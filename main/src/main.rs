//! `jsonfmt`: validate a JSON document and print it in compact or pretty form.

use std::{
    fs,
    io::{self, Read, Write},
    path::PathBuf,
    process::ExitCode,
};

use clap::Parser;
use json_codec::{JsonValue, ParseError, ParseOutcome, Style};
use thiserror::Error;
use tracing_subscriber::EnvFilter;

#[derive(Parser, Debug)]
#[command(name = "jsonfmt", version, about = "Validate and reformat JSON documents")]
struct Cli {
    #[arg(value_name = "FILE", help = "Input file, read from stdin when omitted")]
    file: Option<PathBuf>,

    #[arg(short, long, help = "Indent the output instead of writing it compactly")]
    pretty: bool,

    #[arg(long, conflicts_with = "pretty", help = "Only validate the input, print nothing")]
    check: bool,
}

#[derive(Debug, Error)]
enum CliError {
    #[error("failed to read {name}: {source}")]
    Read {
        name: String,
        #[source]
        source: io::Error,
    },
    #[error(transparent)]
    Parse(#[from] ParseError),
    #[error("unexpected input after the document at line {line} column {column}")]
    TrailingInput { line: usize, column: usize },
    #[error("failed to write output: {0}")]
    Write(#[from] io::Error),
}

fn main() -> ExitCode {
    init_tracing();
    let cli = Cli::parse();

    match run(&cli) {
        Ok(()) => ExitCode::SUCCESS,
        Err(err) => {
            eprintln!("error: {err}");
            ExitCode::FAILURE
        }
    }
}

fn init_tracing() {
    let env_filter = EnvFilter::try_from_default_env().unwrap_or_else(|_| EnvFilter::new("warn"));
    let _ = tracing_subscriber::fmt()
        .with_env_filter(env_filter)
        .with_target(false)
        .with_writer(io::stderr)
        .try_init();
}

fn run(cli: &Cli) -> Result<(), CliError> {
    let source = read_input(cli.file.as_ref())?;
    let value = parse_document(&source)?;

    if cli.check {
        tracing::info!("input is valid JSON");
        return Ok(());
    }

    let style = if cli.pretty {
        Style::Pretty
    } else {
        Style::Compact
    };

    let mut stdout = io::stdout().lock();
    writeln!(stdout, "{}", value.serialize(style))?;
    stdout.flush()?;

    Ok(())
}

fn read_input(file: Option<&PathBuf>) -> Result<String, CliError> {
    let source = match file {
        Some(path) => fs::read_to_string(path).map_err(|source| CliError::Read {
            name: path.display().to_string(),
            source,
        })?,
        None => {
            let mut buf = String::new();
            io::stdin()
                .read_to_string(&mut buf)
                .map_err(|source| CliError::Read {
                    name: "stdin".to_string(),
                    source,
                })?;
            buf
        }
    };

    tracing::debug!(bytes = source.len(), "read input");
    Ok(source)
}

fn parse_document(source: &str) -> Result<JsonValue, CliError> {
    match json_codec::parse(source) {
        ParseOutcome::Success { value, rest } if rest.is_empty() => Ok(value),
        ParseOutcome::Success { rest, .. } => {
            let consumed = &source[..source.len() - rest.len()];
            let line = consumed.matches('\n').count() + 1;
            let column = consumed
                .rsplit('\n')
                .next()
                .map_or(0, |last| last.chars().count())
                + 1;

            Err(CliError::TrailingInput { line, column })
        }
        ParseOutcome::Error { error, state } => {
            tracing::debug!(
                stopped_at = state.offset(),
                line = state.line(),
                column = state.column(),
                "parser stopped"
            );
            Err(error.into())
        }
    }
}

════════

* **Exercise aim**
An exact copy of every line above, start to finish, is required.

* **Result of this exercise**
filename main/src/main.rs
//! `jsonfmt`: validate a JSON document and print it in compact or pretty form.

use std::{
    fs,
    io::{self, Read, Write},
    path::PathBuf,
    process::ExitCode,
};

use clap::Parser;
use json_codec::{JsonValue, ParseError, ParseOutcome, Style};
use thiserror::Error;
use tracing_subscriber::EnvFilter;

#[derive(Parser, Debug)]
#[command(name = "jsonfmt", version, about = "Validate and reformat JSON documents")]
struct Cli {
    #[arg(value_name = "FILE", help = "Input file, read from stdin when omitted")]
    file: Option<PathBuf>,

    #[arg(short, long, help = "Indent the output instead of writing it compactly")]
    pretty: bool,

    #[arg(long, conflicts_with = "pretty", help = "Only validate the input, print nothing")]
    check: bool,
}

#[derive(Debug, Error)]
enum CliError {
    #[error("failed to read {name}: {source}")]
    Read {
        name: String,
        #[source]
        source: io::Error,
    },
    #[error(transparent)]
    Parse(#[from] ParseError),
    #[error("unexpected input after the document at line {line} column {column}")]
    TrailingInput { line: usize, column: usize },
    #[error("failed to write output: {0}")]
    Write(#[from] io::Error),
}

fn main() -> ExitCode {
    init_tracing();
    let cli = Cli::parse();

    match run(&cli) {
        Ok(()) => ExitCode::SUCCESS,
        Err(err) => {
            eprintln!("error: {err}");
            ExitCode::FAILURE
        }
    }
}

fn init_tracing() {
    let env_filter = EnvFilter::try_from_default_env().unwrap_or_else(|_| EnvFilter::new("warn"));
    let _ = tracing_subscriber::fmt()
        .with_env_filter(env_filter)
        .with_target(false)
        .with_writer(io::stderr)
        .try_init();
}

fn run(cli: &Cli) -> Result<(), CliError> {
    let source = read_input(cli.file.as_ref())?;
    let value = parse_document(&source)?;

    if cli.check {
        tracing::info!("input is valid JSON");
        return Ok(());
    }

    let style = if cli.pretty {
        Style::Pretty
    } else {
        Style::Compact
    };

    let mut stdout = io::stdout().lock();
    writeln!(stdout, "{}", value.serialize(style))?;
    stdout.flush()?;

    Ok(())
}

fn read_input(file: Option<&PathBuf>) -> Result<String, CliError> {
    let source = match file {
        Some(path) => fs::read_to_string(path).map_err(|source| CliError::Read {
            name: path.display().to_string(),
            source,
        })?,
        None => {
            let mut buf = String::new();
            io::stdin()
                .read_to_string(&mut buf)
                .map_err(|source| CliError::Read {
                    name: "stdin".to_string(),
                    source,
                })?;
            buf
        }
    };

    tracing::debug!(bytes = source.len(), "read input");
    Ok(source)
}

fn parse_document(source: &str) -> Result<JsonValue, CliError> {
    match json_codec::parse(source) {
        ParseOutcome::Success { value, rest } if rest.is_empty() => Ok(value),
        ParseOutcome::Success { rest, .. } => {
            let consumed = &source[..source.len() - rest.len()];
            let line = consumed.matches('\n').count() + 1;
            let column = consumed
                .rsplit('\n')
                .next()
                .map_or(0, |last| last.chars().count())
                + 1;

            Err(CliError::TrailingInput { line, column })
        }
        ParseOutcome::Error { error, state } => {
            tracing::debug!(
                stopped_at = state.offset(),
                line = state.line(),
                column = state.column(),
                "parser stopped"
            );
            Err(error.into())
        }
    }
}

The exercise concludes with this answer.